• PROVIDED RECORDS

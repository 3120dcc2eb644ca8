mod common;

use reqwest::Client;

#[tokio::test]
async fn test_health_check_works() {
    let app = common::spawn_server().await;

    let response = Client::new()
        .get(format!("{}/health", app.addr))
        .send()
        .await
        .unwrap();

    assert!(response.status().is_success());
    let body: serde_json::Value = response.json().await.unwrap();
    assert_eq!(body["status"], "healthy");
}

• EXERCISE DESCRIPTION
A single number is expected here: the count of lines in the material above with "unwrap" in them.

• PROBLEM SOLUTION
2